[Extracted material]
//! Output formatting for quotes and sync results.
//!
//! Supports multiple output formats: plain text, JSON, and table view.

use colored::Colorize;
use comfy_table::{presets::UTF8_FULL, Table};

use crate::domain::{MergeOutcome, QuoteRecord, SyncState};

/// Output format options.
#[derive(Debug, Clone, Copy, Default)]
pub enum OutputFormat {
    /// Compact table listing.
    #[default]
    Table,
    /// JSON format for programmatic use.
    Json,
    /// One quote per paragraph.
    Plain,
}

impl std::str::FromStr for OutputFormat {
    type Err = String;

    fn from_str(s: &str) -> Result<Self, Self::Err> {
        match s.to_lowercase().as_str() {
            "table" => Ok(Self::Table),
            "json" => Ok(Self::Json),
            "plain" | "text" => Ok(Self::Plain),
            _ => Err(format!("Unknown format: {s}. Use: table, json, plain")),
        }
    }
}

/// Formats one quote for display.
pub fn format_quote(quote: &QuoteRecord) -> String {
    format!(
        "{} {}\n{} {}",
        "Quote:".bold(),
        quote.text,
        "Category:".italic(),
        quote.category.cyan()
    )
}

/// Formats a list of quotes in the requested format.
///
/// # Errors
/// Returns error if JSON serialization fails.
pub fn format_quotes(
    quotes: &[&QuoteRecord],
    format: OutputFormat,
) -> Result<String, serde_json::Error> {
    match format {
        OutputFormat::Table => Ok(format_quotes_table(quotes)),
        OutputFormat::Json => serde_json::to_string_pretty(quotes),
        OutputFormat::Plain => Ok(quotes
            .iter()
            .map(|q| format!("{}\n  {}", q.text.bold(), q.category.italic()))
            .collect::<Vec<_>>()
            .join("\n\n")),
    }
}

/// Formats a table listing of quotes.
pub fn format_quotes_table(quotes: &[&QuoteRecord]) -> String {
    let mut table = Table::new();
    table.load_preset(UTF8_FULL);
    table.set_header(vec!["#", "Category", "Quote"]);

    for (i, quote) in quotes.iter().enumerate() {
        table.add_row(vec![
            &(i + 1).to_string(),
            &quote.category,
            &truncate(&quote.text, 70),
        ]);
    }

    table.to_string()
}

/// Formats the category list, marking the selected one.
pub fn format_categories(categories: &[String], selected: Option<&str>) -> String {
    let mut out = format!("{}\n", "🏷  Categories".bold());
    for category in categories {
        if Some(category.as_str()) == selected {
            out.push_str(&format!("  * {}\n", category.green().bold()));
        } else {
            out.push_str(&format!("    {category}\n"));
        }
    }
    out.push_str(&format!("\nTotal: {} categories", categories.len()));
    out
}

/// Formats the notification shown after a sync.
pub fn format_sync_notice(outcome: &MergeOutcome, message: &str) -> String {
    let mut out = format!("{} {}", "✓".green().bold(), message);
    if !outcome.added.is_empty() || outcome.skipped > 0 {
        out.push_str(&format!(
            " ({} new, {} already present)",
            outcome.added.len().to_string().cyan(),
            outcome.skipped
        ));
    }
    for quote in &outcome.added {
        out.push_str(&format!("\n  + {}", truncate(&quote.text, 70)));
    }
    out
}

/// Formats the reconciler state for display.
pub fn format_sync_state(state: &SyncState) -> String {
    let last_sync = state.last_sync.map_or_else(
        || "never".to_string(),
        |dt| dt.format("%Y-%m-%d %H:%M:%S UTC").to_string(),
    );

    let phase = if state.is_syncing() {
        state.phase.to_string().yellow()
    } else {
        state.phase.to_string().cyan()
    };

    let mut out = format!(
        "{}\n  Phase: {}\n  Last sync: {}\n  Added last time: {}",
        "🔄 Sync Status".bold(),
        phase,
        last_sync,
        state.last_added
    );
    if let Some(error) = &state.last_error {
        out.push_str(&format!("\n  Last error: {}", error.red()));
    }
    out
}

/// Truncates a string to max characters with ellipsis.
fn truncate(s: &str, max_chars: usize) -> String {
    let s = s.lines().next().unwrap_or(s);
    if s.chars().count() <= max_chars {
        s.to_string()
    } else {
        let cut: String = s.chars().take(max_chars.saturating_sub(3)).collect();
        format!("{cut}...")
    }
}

[The task] Looking at the records above, say how many of their lines include the word "display", with no other words.

[Response area] 2